Material shown =
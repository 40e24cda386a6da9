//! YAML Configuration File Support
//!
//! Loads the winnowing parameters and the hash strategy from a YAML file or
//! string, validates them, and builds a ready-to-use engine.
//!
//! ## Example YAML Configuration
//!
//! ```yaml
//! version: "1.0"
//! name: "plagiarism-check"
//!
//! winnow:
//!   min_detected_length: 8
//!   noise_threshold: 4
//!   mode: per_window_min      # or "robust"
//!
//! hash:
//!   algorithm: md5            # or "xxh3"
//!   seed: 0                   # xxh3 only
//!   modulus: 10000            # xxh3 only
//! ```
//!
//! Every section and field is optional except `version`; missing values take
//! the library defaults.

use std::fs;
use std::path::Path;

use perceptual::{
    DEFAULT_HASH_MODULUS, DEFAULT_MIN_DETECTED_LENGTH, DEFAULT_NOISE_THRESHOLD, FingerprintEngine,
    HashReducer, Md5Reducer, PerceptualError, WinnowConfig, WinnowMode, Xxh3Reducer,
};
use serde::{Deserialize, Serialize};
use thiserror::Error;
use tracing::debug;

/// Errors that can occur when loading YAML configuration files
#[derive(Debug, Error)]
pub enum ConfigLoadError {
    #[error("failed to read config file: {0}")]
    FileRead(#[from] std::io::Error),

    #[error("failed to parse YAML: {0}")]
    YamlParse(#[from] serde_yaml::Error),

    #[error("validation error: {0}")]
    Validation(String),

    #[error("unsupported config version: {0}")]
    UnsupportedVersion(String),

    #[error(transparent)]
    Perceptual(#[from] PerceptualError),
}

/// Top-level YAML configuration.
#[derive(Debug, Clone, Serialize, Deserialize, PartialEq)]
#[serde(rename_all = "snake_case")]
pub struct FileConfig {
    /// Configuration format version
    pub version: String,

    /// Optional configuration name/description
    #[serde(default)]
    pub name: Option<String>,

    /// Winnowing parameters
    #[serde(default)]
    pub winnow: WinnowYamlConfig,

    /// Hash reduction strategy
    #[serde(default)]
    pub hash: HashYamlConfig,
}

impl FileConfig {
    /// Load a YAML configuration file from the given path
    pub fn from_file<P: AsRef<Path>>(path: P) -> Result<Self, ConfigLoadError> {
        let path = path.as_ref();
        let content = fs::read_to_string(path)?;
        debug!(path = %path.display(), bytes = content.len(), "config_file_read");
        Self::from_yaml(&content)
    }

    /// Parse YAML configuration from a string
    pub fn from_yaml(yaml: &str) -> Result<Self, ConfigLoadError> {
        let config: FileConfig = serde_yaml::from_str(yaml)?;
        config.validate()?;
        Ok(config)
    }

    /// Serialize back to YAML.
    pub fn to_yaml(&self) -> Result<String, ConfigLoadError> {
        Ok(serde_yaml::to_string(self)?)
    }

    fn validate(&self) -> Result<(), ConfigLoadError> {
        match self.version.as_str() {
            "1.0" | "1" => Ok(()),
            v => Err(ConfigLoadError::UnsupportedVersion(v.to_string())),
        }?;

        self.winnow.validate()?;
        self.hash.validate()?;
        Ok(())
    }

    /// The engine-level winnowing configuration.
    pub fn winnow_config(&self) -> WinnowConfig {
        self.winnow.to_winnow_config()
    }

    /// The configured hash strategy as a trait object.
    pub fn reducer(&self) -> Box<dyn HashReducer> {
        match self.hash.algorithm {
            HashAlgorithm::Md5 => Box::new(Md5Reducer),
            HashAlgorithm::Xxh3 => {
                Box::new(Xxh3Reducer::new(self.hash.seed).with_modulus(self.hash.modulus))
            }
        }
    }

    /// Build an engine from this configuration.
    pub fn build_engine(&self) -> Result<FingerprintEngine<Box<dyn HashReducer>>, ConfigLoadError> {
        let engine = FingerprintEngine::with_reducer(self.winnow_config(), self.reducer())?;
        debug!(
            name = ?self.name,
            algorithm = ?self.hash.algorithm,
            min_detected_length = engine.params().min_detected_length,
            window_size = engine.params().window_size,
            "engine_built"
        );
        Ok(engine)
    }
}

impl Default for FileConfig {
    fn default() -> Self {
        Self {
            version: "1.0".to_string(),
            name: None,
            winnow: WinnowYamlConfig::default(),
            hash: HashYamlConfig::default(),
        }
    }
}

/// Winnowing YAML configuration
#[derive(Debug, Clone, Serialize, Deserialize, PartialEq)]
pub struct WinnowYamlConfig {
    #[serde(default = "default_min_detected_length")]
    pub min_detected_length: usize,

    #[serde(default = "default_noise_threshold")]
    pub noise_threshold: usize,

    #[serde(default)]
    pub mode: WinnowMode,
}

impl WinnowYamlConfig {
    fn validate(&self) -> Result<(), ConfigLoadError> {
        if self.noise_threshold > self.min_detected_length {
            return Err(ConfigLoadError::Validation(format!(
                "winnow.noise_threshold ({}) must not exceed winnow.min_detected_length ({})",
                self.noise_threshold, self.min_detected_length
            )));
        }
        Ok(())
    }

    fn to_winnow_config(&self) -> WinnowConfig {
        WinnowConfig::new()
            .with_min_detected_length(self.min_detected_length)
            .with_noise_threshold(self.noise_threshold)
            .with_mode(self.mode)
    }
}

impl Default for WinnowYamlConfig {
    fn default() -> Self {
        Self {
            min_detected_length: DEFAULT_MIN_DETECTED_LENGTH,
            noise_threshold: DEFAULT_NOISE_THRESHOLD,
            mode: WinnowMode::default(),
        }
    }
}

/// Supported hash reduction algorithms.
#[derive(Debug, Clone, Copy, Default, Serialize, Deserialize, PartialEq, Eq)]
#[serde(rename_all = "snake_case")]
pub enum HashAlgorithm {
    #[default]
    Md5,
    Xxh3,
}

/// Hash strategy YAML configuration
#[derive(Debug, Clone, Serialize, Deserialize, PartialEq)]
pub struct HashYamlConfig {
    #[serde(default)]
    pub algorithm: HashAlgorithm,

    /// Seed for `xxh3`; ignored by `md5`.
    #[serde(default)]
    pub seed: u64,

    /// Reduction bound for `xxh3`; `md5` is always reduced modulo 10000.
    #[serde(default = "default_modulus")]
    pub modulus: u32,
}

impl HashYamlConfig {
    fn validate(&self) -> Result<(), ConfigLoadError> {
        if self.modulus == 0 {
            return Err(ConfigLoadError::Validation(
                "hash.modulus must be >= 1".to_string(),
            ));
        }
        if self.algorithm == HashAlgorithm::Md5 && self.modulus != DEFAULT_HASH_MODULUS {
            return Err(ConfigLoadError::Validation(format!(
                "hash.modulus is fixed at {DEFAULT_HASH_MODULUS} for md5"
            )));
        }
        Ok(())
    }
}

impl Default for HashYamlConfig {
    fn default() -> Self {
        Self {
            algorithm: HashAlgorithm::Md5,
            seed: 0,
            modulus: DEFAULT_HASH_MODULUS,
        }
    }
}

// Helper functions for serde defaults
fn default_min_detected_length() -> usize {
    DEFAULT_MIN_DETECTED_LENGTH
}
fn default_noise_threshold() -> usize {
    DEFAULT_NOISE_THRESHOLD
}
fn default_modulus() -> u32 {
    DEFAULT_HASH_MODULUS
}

Problem statement = Which lines in the data above hold the string "UnsupportedVersion"? Show each one.

Reply =
    UnsupportedVersion(String),
            v => Err(ConfigLoadError::UnsupportedVersion(v.to_string())),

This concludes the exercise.